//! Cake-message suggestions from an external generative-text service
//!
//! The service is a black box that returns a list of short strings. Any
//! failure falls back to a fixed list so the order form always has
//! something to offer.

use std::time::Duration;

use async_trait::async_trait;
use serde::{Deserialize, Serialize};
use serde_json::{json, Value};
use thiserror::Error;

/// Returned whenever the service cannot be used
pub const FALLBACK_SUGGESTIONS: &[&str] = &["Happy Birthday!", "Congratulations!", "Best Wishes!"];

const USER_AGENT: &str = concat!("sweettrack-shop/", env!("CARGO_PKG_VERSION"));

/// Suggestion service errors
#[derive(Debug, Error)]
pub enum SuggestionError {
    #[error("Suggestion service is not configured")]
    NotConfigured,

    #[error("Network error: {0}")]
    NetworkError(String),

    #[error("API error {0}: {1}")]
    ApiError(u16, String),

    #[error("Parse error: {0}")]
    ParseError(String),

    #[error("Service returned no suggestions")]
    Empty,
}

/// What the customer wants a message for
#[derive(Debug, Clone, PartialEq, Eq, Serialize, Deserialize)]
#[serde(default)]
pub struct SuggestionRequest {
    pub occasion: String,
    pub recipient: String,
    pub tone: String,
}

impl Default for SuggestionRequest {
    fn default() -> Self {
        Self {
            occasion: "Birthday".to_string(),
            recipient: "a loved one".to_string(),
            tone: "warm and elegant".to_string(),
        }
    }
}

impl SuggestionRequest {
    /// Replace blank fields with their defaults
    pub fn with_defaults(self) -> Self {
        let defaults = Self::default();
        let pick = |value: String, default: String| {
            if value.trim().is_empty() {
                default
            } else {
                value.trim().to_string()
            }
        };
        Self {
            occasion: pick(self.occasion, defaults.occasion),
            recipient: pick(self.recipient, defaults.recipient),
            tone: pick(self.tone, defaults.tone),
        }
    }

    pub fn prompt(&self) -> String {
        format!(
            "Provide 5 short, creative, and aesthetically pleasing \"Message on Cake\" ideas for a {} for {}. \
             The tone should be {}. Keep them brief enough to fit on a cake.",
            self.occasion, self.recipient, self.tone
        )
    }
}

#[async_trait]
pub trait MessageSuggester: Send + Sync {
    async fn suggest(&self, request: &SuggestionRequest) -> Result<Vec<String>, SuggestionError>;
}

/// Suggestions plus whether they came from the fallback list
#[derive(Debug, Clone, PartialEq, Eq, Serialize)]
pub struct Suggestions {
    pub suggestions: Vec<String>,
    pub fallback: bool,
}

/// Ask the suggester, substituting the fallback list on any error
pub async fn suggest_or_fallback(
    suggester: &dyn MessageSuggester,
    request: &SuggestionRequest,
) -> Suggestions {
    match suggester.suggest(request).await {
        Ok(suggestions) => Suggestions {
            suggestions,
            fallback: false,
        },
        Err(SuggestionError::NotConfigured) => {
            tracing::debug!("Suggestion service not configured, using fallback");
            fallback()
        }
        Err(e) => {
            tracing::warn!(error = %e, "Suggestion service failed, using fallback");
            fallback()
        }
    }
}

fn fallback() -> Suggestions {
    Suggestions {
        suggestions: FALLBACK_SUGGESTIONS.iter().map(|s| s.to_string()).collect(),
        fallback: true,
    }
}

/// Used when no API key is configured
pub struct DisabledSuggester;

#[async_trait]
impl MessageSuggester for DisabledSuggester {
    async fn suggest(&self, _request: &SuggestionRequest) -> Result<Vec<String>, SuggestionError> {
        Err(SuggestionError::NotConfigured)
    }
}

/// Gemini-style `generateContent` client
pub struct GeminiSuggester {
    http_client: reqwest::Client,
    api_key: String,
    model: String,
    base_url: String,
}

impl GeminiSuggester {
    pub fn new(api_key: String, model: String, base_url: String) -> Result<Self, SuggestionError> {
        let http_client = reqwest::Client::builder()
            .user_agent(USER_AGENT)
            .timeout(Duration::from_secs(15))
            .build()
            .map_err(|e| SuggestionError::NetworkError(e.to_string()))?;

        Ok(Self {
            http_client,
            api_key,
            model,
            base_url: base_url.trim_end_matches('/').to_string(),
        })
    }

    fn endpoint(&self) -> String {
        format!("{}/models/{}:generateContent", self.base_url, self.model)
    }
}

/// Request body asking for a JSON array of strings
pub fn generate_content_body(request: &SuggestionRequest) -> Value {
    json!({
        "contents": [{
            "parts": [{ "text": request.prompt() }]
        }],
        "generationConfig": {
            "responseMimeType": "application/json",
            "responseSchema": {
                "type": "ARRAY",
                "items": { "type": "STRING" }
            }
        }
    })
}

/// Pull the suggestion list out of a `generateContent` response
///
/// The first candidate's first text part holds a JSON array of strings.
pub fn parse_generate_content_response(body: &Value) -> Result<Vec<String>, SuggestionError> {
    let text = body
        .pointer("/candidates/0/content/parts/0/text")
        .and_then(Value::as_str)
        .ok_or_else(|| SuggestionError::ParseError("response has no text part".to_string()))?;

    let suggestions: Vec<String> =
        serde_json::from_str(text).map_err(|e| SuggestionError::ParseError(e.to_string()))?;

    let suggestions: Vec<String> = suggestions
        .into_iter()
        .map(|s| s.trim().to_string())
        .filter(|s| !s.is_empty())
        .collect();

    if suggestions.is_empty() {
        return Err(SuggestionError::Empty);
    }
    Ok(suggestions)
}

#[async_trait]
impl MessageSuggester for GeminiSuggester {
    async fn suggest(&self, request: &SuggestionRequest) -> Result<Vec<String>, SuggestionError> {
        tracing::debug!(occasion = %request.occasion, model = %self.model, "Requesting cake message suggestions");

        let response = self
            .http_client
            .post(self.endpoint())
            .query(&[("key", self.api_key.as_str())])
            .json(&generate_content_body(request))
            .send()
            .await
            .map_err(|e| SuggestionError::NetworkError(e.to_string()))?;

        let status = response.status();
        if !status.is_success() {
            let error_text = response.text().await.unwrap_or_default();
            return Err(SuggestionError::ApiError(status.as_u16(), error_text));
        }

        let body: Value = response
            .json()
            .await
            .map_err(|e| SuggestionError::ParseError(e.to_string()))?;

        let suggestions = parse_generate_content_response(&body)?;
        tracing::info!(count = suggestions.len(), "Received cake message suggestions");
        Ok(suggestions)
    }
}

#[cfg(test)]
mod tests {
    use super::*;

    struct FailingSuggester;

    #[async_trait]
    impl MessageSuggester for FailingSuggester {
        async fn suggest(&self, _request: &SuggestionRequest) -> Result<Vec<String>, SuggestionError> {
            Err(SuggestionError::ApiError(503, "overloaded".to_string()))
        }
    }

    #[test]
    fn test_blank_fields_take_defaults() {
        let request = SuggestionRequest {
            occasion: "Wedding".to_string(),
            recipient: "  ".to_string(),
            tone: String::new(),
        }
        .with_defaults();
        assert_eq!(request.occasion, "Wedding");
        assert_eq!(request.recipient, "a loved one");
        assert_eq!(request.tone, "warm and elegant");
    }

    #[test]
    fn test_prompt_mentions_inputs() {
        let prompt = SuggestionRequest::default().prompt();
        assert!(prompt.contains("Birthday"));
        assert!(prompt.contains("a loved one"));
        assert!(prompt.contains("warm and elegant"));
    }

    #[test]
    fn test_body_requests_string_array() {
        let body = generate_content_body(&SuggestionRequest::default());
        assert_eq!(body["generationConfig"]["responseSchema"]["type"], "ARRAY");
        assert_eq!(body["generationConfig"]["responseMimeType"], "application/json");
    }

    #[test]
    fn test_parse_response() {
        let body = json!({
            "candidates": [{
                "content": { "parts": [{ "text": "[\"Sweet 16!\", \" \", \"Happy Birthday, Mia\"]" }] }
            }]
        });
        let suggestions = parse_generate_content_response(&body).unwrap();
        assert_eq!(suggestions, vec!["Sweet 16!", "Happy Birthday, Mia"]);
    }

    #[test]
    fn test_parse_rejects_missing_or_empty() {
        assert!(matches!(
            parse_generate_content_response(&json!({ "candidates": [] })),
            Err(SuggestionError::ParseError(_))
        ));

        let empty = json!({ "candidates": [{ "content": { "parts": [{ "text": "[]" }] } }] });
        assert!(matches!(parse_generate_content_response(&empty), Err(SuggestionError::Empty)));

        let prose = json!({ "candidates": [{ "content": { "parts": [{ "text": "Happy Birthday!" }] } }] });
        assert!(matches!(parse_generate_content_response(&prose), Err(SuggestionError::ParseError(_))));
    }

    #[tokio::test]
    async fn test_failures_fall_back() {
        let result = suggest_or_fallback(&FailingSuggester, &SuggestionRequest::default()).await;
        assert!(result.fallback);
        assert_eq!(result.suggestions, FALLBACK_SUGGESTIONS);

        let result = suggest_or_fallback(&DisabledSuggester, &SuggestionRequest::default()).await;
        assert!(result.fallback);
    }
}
-------------------------
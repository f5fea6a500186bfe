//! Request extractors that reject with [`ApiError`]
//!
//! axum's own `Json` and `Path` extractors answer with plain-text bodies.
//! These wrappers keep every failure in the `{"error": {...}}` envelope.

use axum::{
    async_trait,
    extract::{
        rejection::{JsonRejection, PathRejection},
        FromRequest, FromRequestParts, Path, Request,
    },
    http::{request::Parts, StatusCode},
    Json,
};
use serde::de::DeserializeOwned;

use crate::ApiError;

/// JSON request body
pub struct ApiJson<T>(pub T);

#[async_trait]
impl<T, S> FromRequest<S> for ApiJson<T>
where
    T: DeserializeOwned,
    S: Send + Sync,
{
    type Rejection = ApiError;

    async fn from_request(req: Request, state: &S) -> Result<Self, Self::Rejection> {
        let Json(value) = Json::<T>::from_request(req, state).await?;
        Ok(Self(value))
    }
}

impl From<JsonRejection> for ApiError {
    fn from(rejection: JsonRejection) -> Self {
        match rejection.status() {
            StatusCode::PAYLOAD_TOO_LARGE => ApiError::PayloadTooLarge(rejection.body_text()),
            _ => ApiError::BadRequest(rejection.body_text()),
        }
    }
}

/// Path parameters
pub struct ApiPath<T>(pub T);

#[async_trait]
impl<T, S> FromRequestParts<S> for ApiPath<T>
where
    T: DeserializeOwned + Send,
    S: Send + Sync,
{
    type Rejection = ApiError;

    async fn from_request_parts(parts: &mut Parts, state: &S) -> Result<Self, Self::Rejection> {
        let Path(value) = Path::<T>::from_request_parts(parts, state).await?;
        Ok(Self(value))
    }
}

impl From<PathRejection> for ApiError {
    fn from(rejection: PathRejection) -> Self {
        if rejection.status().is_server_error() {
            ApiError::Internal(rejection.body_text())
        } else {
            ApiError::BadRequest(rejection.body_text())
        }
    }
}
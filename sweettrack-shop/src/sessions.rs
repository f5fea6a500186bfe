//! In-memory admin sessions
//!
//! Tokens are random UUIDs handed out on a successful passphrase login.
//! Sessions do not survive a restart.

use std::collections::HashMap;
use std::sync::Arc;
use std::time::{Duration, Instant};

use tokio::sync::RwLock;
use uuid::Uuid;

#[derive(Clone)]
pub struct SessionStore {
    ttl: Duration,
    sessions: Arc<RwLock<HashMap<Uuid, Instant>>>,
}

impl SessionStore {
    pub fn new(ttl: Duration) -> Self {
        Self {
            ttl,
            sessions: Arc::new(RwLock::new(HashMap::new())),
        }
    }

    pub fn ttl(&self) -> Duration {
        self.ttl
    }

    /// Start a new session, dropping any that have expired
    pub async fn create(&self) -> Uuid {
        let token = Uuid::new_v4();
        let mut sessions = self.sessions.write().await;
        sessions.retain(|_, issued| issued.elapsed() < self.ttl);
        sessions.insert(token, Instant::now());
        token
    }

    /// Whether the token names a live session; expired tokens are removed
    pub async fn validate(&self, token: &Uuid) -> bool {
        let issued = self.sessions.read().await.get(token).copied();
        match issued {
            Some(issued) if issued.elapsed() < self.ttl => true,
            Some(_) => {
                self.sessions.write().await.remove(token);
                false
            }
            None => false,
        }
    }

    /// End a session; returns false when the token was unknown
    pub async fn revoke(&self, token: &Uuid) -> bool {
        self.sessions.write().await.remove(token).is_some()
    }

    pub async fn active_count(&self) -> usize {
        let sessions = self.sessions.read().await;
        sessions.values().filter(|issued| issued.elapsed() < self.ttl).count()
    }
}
-------------------------
__INSTRUCTIONS FOR THE TASK__. Reproducing the whole listing above is not the task. Copy exactly only the lines from the one with "external generative-text service" to the one with "use async_trait::async_trait;", both kept.

__OUTPUT__.
//! Cake-message suggestions from an external generative-text service
//!
//! The service is a black box that returns a list of short strings. Any
//! failure falls back to a fixed list so the order form always has
//! something to offer.

use std::time::Duration;

use async_trait::async_trait;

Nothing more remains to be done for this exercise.